Alright, I am going to tell you guys a little story.

I’m only telling you this because we’re like family.

You visit here when I post and you take the time to leave a comment.

We have never met in person, but you know me.

You know my dogs, you know my kids.

I’m pretty much an open book.

Therefore, I feel that I can share this story with you and you won’t think any less of me than you already do and if you do, so be it.

My dogs have given me guns.

Now when I say guns I mean muscles in my arms, you know biceps and triceps.

These guns magically appeared last year.

I am so serious.

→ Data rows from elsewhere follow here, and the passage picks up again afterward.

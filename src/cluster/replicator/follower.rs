//! Follower-side replication task.

use std::sync::Arc;
use std::time::Duration;

use bytes::Bytes;
use num_traits::FromPrimitive;
use tokio::sync::oneshot;
use tokio::task::JoinHandle;
use tracing::{debug, info, warn};

use crate::cluster::log::{LogError, PartitionLog};
use crate::cluster::raft::{
    ReplicaFetchRequest, ReplicaFetchResponse, RpcClient, RpcMessage, RpcResponse,
};
use crate::error::KafkaCode;

#[derive(Debug, Clone)]
pub struct FollowerParams {
    pub topic: Arc<str>,
    pub partition: i32,
    pub local_id: i32,
    pub leader_id: i32,
    /// Cluster RPC address of the leader broker.
    pub leader_rpc_addr: String,
    pub fetch_max_bytes: usize,
    pub fetch_wait_max: Duration,
    pub backoff: Duration,
    pub rpc_timeout: Duration,
}

pub struct FollowerHandle {
    leader_id: i32,
    shutdown: oneshot::Sender<()>,
    task: JoinHandle<()>,
}

impl FollowerHandle {
    pub fn leader_id(&self) -> i32 {
        self.leader_id
    }

    pub async fn stop(self) {
        let _ = self.shutdown.send(());
        let _ = self.task.await;
    }
}

/// Start pulling the partition from its leader.
pub fn spawn_follower(params: FollowerParams, log: Arc<PartitionLog>) -> FollowerHandle {
    let (shutdown_tx, shutdown_rx) = oneshot::channel();
    let leader_id = params.leader_id;
    let task = tokio::spawn(run(params, log, shutdown_rx));
    FollowerHandle {
        leader_id,
        shutdown: shutdown_tx,
        task,
    }
}

/// What one fetch round did.
#[derive(Debug, PartialEq, Eq)]
enum FetchOutcome {
    /// Records were appended; fetch again immediately.
    Progress,
    /// Nothing new on the leader.
    Idle,
    /// The round failed; back off before the next one.
    Retry,
}

async fn run(params: FollowerParams, log: Arc<PartitionLog>, mut shutdown: oneshot::Receiver<()>) {
    // The leader may hold the request for up to `fetch_wait_max`.
    let client = RpcClient::new(
        params.leader_rpc_addr.clone(),
        params.rpc_timeout + params.fetch_wait_max,
    );
    info!(
        topic = %params.topic,
        partition = params.partition,
        leader = params.leader_id,
        leader_addr = %params.leader_rpc_addr,
        log_end_offset = log.log_end_offset(),
        "Follower replication started"
    );

    loop {
        let outcome = tokio::select! {
            _ = &mut shutdown => break,
            outcome = fetch_once(&params, &client, &log) => outcome,
        };
        if outcome == FetchOutcome::Retry {
            tokio::select! {
                _ = &mut shutdown => break,
                _ = tokio::time::sleep(params.backoff) => {}
            }
        }
    }
    debug!(
        topic = %params.topic,
        partition = params.partition,
        "Follower replication stopped"
    );
}

async fn fetch_once(
    params: &FollowerParams,
    client: &RpcClient,
    log: &PartitionLog,
) -> FetchOutcome {
    let fetch_offset = log.log_end_offset();
    let request = RpcMessage::ReplicaFetch(ReplicaFetchRequest {
        topic: params.topic.to_string(),
        partition: params.partition,
        replica_id: params.local_id,
        fetch_offset,
        max_bytes: params.fetch_max_bytes,
        max_wait_ms: params.fetch_wait_max.as_millis() as u64,
    });
    let response = match client.call(&request).await {
        Ok(RpcResponse::ReplicaFetch(response)) => response,
        Ok(RpcResponse::Error(e)) => {
            debug!(topic = %params.topic, partition = params.partition, error = %e.message, "Replica fetch rejected");
            return FetchOutcome::Retry;
        }
        Ok(other) => {
            warn!(topic = %params.topic, partition = params.partition, response = ?other, "Unexpected replica fetch response");
            return FetchOutcome::Retry;
        }
        Err(e) => {
            debug!(
                topic = %params.topic,
                partition = params.partition,
                leader_addr = %params.leader_rpc_addr,
                error = %e,
                "Replica fetch failed"
            );
            return FetchOutcome::Retry;
        }
    };
    apply_response(params, log, fetch_offset, response).await
}

async fn apply_response(
    params: &FollowerParams,
    log: &PartitionLog,
    fetch_offset: i64,
    response: ReplicaFetchResponse,
) -> FetchOutcome {
    match KafkaCode::from_i16(response.error_code).unwrap_or(KafkaCode::Unknown) {
        KafkaCode::None => {}
        KafkaCode::OffsetOutOfRange if fetch_offset > response.log_end_offset => {
            // Holding records the leader never committed: drop them.
            warn!(
                topic = %params.topic,
                partition = params.partition,
                local_leo = fetch_offset,
                leader_leo = response.log_end_offset,
                "Truncating divergent suffix to leader log end offset"
            );
            return match log.truncate(response.log_end_offset).await {
                Ok(_) => FetchOutcome::Progress,
                Err(e) => {
                    warn!(topic = %params.topic, partition = params.partition, error = %e, "Truncation failed");
                    FetchOutcome::Retry
                }
            };
        }
        code => {
            debug!(
                topic = %params.topic,
                partition = params.partition,
                error_code = ?code,
                "Leader answered replica fetch with an error"
            );
            return FetchOutcome::Retry;
        }
    }

    let appended = !response.records.is_empty();
    if appended {
        match log.append_replicated(Bytes::from(response.records)).await {
            Ok(info) => debug!(
                topic = %params.topic,
                partition = params.partition,
                base_offset = info.base_offset,
                next_offset = info.next_offset,
                "Replicated records"
            ),
            Err(LogError::NonContiguous { expected, actual }) => {
                warn!(
                    topic = %params.topic,
                    partition = params.partition,
                    expected,
                    actual,
                    "Leader returned records that do not continue the local log"
                );
                return FetchOutcome::Retry;
            }
            Err(e) => {
                warn!(topic = %params.topic, partition = params.partition, error = %e, "Failed to append replicated records");
                return FetchOutcome::Retry;
            }
        }
    }

    let hw = response.high_watermark.min(log.log_end_offset());
    log.update_high_watermark(hw);

    if appended {
        FetchOutcome::Progress
    } else {
        FetchOutcome::Idle
    }
}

I never had guns before.

I don’t work out and I most certainly do not lift weights.

I walk my dogs and push Leroy off of me.

That’s it.

So I have to suspect that my dogs gave me my guns.

I am not going to show you a picture of my guns because I am not that vain, and I can’t do a post without any pictures because that is boring, so I will show you pictures of the dogs that are responsible for my guns.

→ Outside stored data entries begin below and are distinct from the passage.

//! Error types for the cluster layer.
//!
//! # Error Handling Patterns
//!
//! ## Fail-Fast (Propagate Errors)
//!
//! Used where failure means the node cannot safely continue:
//! - Opening partition logs (corruption is fatal at startup)
//! - Replaying the consensus log
//! - Binding listeners
//!
//! ## Retry (Transient Coordination)
//!
//! `NotLeader`, `NoLeader`, `ProposalTimeout` and RPC failures are retried by
//! the issuing component (controller, replicator, forwarded proposals). See
//! [`ClusterError::is_retriable`].
//!
//! ## Client-Visible
//!
//! Everything that reaches a request handler is mapped to a wire error code
//! with [`ClusterError::to_kafka_code`]. The connection stays open.

use thiserror::Error;

use super::log::LogError;
use super::raft::MetadataError;
use crate::error::KafkaCode;

/// Result type for cluster operations.
pub type ClusterResult<T> = Result<T, ClusterError>;

#[derive(Debug, Error)]
pub enum ClusterError {
    /// This node is not the consensus leader. Carries the leader if known.
    #[error("not the metadata leader (leader: {leader_id:?} at {leader_addr:?})")]
    NotLeader {
        leader_id: Option<u64>,
        leader_addr: Option<String>,
    },

    /// No consensus leader is currently elected.
    #[error("no metadata leader elected")]
    NoLeader,

    /// A proposal was not committed within the configured timeout.
    #[error("proposal timed out")]
    ProposalTimeout,

    /// Rejected by the metadata state machine.
    #[error(transparent)]
    Metadata(#[from] MetadataError),

    /// Consensus engine failure.
    #[error("raft error: {0}")]
    Raft(String),

    #[error("partition {topic}/{partition} not found")]
    PartitionNotFound { topic: String, partition: i32 },

    /// This broker does not lead the partition.
    #[error("broker is not the leader for {topic}/{partition} (leader: {leader})")]
    NotLeaderForPartition {
        topic: String,
        partition: i32,
        leader: i32,
    },

    /// The partition currently has no leader.
    #[error("partition {topic}/{partition} has no leader")]
    LeaderNotAvailable { topic: String, partition: i32 },

    #[error("illegal topic name: {0}")]
    InvalidTopic(String),

    #[error("in-sync replicas {isr} below minimum {required}")]
    NotEnoughReplicas { isr: usize, required: usize },

    #[error("invalid required acks {0}")]
    InvalidRequiredAcks(i16),

    #[error("request timed out")]
    RequestTimedOut,

    /// Partition log failure.
    #[error(transparent)]
    Log(#[from] LogError),

    /// Cluster RPC transport failure.
    #[error("rpc error: {0}")]
    Rpc(String),

    /// Failure in the gossip layer.
    #[error("membership error: {0}")]
    Membership(String),

    #[error("object store error: {0}")]
    ObjectStore(#[from] object_store::Error),

    #[error("serialization error: {0}")]
    Serde(#[from] bincode::Error),

    #[error("IO error: {0}")]
    Io(#[from] std::io::Error),

    #[error("configuration error: {0}")]
    Config(String),

    #[error("broker is shutting down")]
    ShuttingDown,
}

impl ClusterError {
    /// Convert this error to the Kafka error code sent to clients.
    ///
    /// | ClusterError                       | KafkaCode                 |
    /// |------------------------------------|---------------------------|
    /// | NotLeader / NoLeader               | NotController             |
    /// | NotLeaderForPartition              | NotLeaderForPartition     |
    /// | LeaderNotAvailable                 | LeaderNotAvailable        |
    /// | PartitionNotFound                  | UnknownTopicOrPartition   |
    /// | Metadata(..)                       | per [`MetadataError`]     |
    /// | Log(OffsetOutOfRange)              | OffsetOutOfRange          |
    /// | Log(InvalidRecords)                | CorruptMessage            |
    /// | ProposalTimeout / RequestTimedOut  | RequestTimedOut           |
    /// | everything else                    | Unknown                   |
    pub fn to_kafka_code(&self) -> KafkaCode {
        match self {
            ClusterError::NotLeader { .. } | ClusterError::NoLeader => KafkaCode::NotController,
            ClusterError::NotLeaderForPartition { .. } => KafkaCode::NotLeaderForPartition,
            ClusterError::LeaderNotAvailable { .. } => KafkaCode::LeaderNotAvailable,
            ClusterError::PartitionNotFound { .. } => KafkaCode::UnknownTopicOrPartition,
            ClusterError::Metadata(e) => e.to_kafka_code(),
            ClusterError::InvalidTopic(_) => KafkaCode::InvalidTopic,
            ClusterError::NotEnoughReplicas { .. } => KafkaCode::NotEnoughReplicas,
            ClusterError::InvalidRequiredAcks(_) => KafkaCode::InvalidRequiredAcks,
            ClusterError::ProposalTimeout | ClusterError::RequestTimedOut => {
                KafkaCode::RequestTimedOut
            }
            ClusterError::Log(e) => e.to_kafka_code(),
            ClusterError::ShuttingDown => KafkaCode::BrokerNotAvailable,
            ClusterError::Raft(_)
            | ClusterError::Rpc(_)
            | ClusterError::Membership(_)
            | ClusterError::ObjectStore(_)
            | ClusterError::Serde(_)
            | ClusterError::Io(_)
            | ClusterError::Config(_) => KafkaCode::Unknown,
        }
    }

    /// Whether this error indicates this node should not handle the request and
    /// the caller should locate the current leader.
    #[inline]
    pub fn is_not_leader(&self) -> bool {
        matches!(
            self,
            ClusterError::NotLeader { .. }
                | ClusterError::NoLeader
                | ClusterError::NotLeaderForPartition { .. }
        )
    }

    /// Whether retrying the same operation later may succeed.
    pub fn is_retriable(&self) -> bool {
        match self {
            ClusterError::NotLeader { .. }
            | ClusterError::NoLeader
            | ClusterError::ProposalTimeout
            | ClusterError::Raft(_)
            | ClusterError::Rpc(_)
            | ClusterError::RequestTimedOut
            | ClusterError::LeaderNotAvailable { .. }
            | ClusterError::NotEnoughReplicas { .. } => true,
            ClusterError::Io(e) => is_io_error_retryable(e),
            ClusterError::Metadata(_)
            | ClusterError::PartitionNotFound { .. }
            | ClusterError::NotLeaderForPartition { .. }
            | ClusterError::InvalidTopic(_)
            | ClusterError::InvalidRequiredAcks(_)
            | ClusterError::Log(_)
            | ClusterError::Membership(_)
            | ClusterError::ObjectStore(_)
            | ClusterError::Serde(_)
            | ClusterError::Config(_)
            | ClusterError::ShuttingDown => false,
        }
    }
}

fn is_io_error_retryable(e: &std::io::Error) -> bool {
    use std::io::ErrorKind;

    matches!(
        e.kind(),
        ErrorKind::ConnectionRefused
            | ErrorKind::ConnectionReset
            | ErrorKind::ConnectionAborted
            | ErrorKind::NotConnected
            | ErrorKind::BrokenPipe
            | ErrorKind::TimedOut
            | ErrorKind::Interrupted
            | ErrorKind::WouldBlock
            | ErrorKind::UnexpectedEof
    )
}

#[cfg(test)]
mod tests {
    use super::*;

    #[test]
    fn test_not_leader_maps_to_not_controller() {
        let err = ClusterError::NotLeader {
            leader_id: Some(2),
            leader_addr: Some("10.0.0.2:9093".into()),
        };
        assert_eq!(err.to_kafka_code(), KafkaCode::NotController);
        assert!(err.is_not_leader());
        assert!(err.is_retriable());
    }

    #[test]
    fn test_metadata_errors_keep_their_codes() {
        let err: ClusterError = MetadataError::TopicAlreadyExists("orders".into()).into();
        assert_eq!(err.to_kafka_code(), KafkaCode::TopicAlreadyExists);
        assert!(!err.is_retriable());

        let err: ClusterError = MetadataError::InvalidReplicationFactor {
            requested: 4,
            available: 3,
        }
        .into();
        assert_eq!(err.to_kafka_code(), KafkaCode::InvalidReplicationFactor);
    }

    #[test]
    fn test_partition_errors() {
        let err = ClusterError::NotLeaderForPartition {
            topic: "t".into(),
            partition: 0,
            leader: 3,
        };
        assert_eq!(err.to_kafka_code(), KafkaCode::NotLeaderForPartition);
        assert!(!err.is_retriable());

        let err = ClusterError::PartitionNotFound {
            topic: "t".into(),
            partition: 9,
        };
        assert_eq!(err.to_kafka_code(), KafkaCode::UnknownTopicOrPartition);
    }

    #[test]
    fn test_log_errors_map_through() {
        let err: ClusterError = LogError::OffsetOutOfRange {
            offset: 5,
            log_start: 10,
            log_end: 20,
        }
        .into();
        assert_eq!(err.to_kafka_code(), KafkaCode::OffsetOutOfRange);
    }

    #[test]
    fn test_io_retry_classification() {
        let refused = std::io::Error::from(std::io::ErrorKind::ConnectionRefused);
        assert!(ClusterError::Io(refused).is_retriable());
        let denied = std::io::Error::from(std::io::ErrorKind::PermissionDenied);
        assert!(!ClusterError::Io(denied).is_retriable());
    }

    #[test]
    fn test_into_crate_error() {
        let err: crate::error::Error = ClusterError::Config("bad port".into()).into();
        assert_eq!(err, crate::error::Error::Config("bad port".into()));
    }
}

Walking 150 pounds of dog on each side of me has given me muscles.

I’ve been keeping the guns under wrap for awhile, but I think they are getting bigger and I can’t hide them anymore.

The guns are usually hidden under my scrubs, or sweats, and well, they only really come out in the summer when I am wearing a tank top and start flexing.

Now wait, that came out wrong.

I don’t stand around in a tank top and flex.

Alright, I did once, this weekend, at the party, in front of all my aunts and uncles.

It was embarrassing.

I was talking to my sister about a little conversation I had at work the other day with one of the docs when I was holding a dog for her during an exam.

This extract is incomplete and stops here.